The value of the properties grew from P200 million to just above P400 million in 2011, and further leapfrogged to over P800 million in 2015. Through further investments, the portfolio rose further to P1.4 billion for the period ending 31st August 2018
Year-on-year lease revenue grew 13 percent to P125 million and investment property by 26 percent to P1.4 billion, while Net Asset value (NAV) increased 11 percent to P762 million. According to Managing Director (MD) Sandy Kelly, the price per linked unit remained fairly static over the course of the year, ending it marginally down at P3.12.
The market value of the group’s portfolio grew considerably as new properties were added, but also because of USDollar gains recognised in Zambia on revaluations. Several of the Botswana properties also saw increased market values, but overall capital value growth in the company’s domestic market was pedestrian in the year. At the year end the portfolio consisted of 99,850 m² of total lettable area across the office, retail and industrial markets, a 15 percent increase year-on-year and double the total on listing in 2007.
While one small property was disposed of, Mantlo House in Francistown, significant additions were made to the portfolio during the year. The Chirundu Mall in Zambia, located on the border with Zimbabwe, was completed in April. A second property, Munali Mall in a central suburb of Lusaka, opened during the last week of August 2018. In Botswana, the Design Quarter at Setlhoa was also completed in August, offering an exclusive home and office décor shopping experience in Gaborone.
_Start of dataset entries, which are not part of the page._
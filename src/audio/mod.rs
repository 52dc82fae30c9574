pub mod capture;
pub mod phrase;

pub use capture::{list_input_devices, AudioCapture, CaptureError};
pub use phrase::PhraseCollector;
The incorporation of these properties into the portfolio towards the end of the year means the benefit of the income they will generate will only be realised in the coming financial year and beyond, according to Kelly.
“Attracting and retaining high quality tenants is the basis on which PrimeTime has grown. At the end of August 2018, vacancies stood at 5 percent across the portfolio. This is slightly higher than the 3 percent recorded in the prior year which is due to the completion of the Design Quarter and Munali Mall right at the end of the financial year,” he said.
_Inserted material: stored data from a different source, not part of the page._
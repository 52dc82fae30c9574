use std::time::{Duration, Instant};

use ringbuf::traits::Consumer;
use tracing::debug;
use webrtc_vad::{SampleRate, Vad, VadMode};

use super::capture::CaptureError;

const FRAME_MS: usize = 30;
// Debounce: 90ms of speech to trigger start, 600ms of silence to end.
const MIN_SPEECH_FRAMES: usize = 3;
const MIN_SILENCE_FRAMES: usize = 20;

fn vad_rate(sample_rate: u32) -> Result<SampleRate, CaptureError> {
    match sample_rate {
        8000 => Ok(SampleRate::Rate8kHz),
        16000 => Ok(SampleRate::Rate16kHz),
        32000 => Ok(SampleRate::Rate32kHz),
        48000 => Ok(SampleRate::Rate48kHz),
        other => Err(CaptureError::UnsupportedRate(other)),
    }
}

/// Pulls one phrase out of the capture ring buffer per call. The wait for
/// speech onset is bounded by the listen timeout; once speech starts, the
/// phrase is cut at the max duration or after sustained silence.
pub struct PhraseCollector<C>
where
    C: Consumer<Item = f32>,
{
    consumer: C,
    sample_rate: u32,
}

impl<C> PhraseCollector<C>
where
    C: Consumer<Item = f32>,
{
    pub fn new(consumer: C, sample_rate: u32) -> Self {
        Self {
            consumer,
            sample_rate,
        }
    }

    pub fn sample_rate(&self) -> u32 {
        self.sample_rate
    }

    pub async fn collect(
        &mut self,
        listen_timeout: Duration,
        max_phrase: Duration,
    ) -> Result<Vec<f32>, CaptureError> {
        let rate = vad_rate(self.sample_rate)?;
        let mut vad = Vad::new_with_rate(rate);
        vad.set_mode(VadMode::Aggressive);

        let frame_size = (self.sample_rate as usize * FRAME_MS) / 1000;
        let mut frame_f32: Vec<f32> = vec![0.0; frame_size];
        let mut frame_i16: Vec<i16> = vec![0; frame_size];

        // Drop whatever accumulated while we were not listening.
        self.consumer.clear();

        let started = Instant::now();
        let mut speech_started: Option<Instant> = None;
        let mut consecutive_speech = 0usize;
        let mut consecutive_silence = 0usize;
        // Frames seen just before the start trigger fires; the onset would be
        // clipped from the phrase without them.
        let mut onset: Vec<Vec<f32>> = Vec::new();
        let mut collected: Vec<f32> = Vec::new();

        loop {
            match speech_started {
                None => {
                    if started.elapsed() > listen_timeout {
                        return Err(CaptureError::ListenTimeout);
                    }
                }
                Some(at) => {
                    if at.elapsed() > max_phrase {
                        debug!("max phrase duration reached, cutting capture");
                        break;
                    }
                }
            }

            if self.consumer.occupied_len() < frame_size {
                tokio::time::sleep(Duration::from_millis(10)).await;
                continue;
            }

            self.consumer.pop_slice(&mut frame_f32);
            for (dst, &sample) in frame_i16.iter_mut().zip(frame_f32.iter()) {
                *dst = (sample.clamp(-1.0, 1.0) * i16::MAX as f32) as i16;
            }

            let is_speech = match vad.is_voice_segment(&frame_i16) {
                Ok(res) => res,
                Err(e) => {
                    debug!("vad error: {e:?}");
                    false
                }
            };

            if is_speech {
                consecutive_silence = 0;
                consecutive_speech += 1;
            } else {
                consecutive_speech = 0;
                consecutive_silence += 1;
            }

            if speech_started.is_some() {
                collected.extend_from_slice(&frame_f32);
                if consecutive_silence >= MIN_SILENCE_FRAMES {
                    debug!("speech end detected");
                    break;
                }
            } else {
                onset.push(frame_f32.clone());
                if onset.len() > MIN_SPEECH_FRAMES {
                    onset.remove(0);
                }
                if consecutive_speech >= MIN_SPEECH_FRAMES {
                    debug!("speech start detected");
                    speech_started = Some(Instant::now());
                    for frame in onset.drain(..) {
                        collected.extend_from_slice(&frame);
                    }
                }
            }
        }

        Ok(collected)
    }
}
According to the PrimeTime boss, retail malls typically take a few months to achieve full occupancy post completion, so 5 percent reflects a very solid performance through the rest of our portfolio. He said these voids are being absorbed and that they expect to see our vacancy rate fall considerably in the next few months. He said the tenanting of Pilane Crossing has settled down after its challenging start. Regional retailers Clicks, Jet, PEP and Ackermans all opened during the year as well as the extension of a drive-through KFC. A second 1,100sqm extension is now underway at the centre, scheduled for completion in Q2 of 2019, a significant portion of which is pre-let. Kelly said the new extension at Sebele Centre opened in good time for the new tenants to benefit from the 2017 Christmas trade.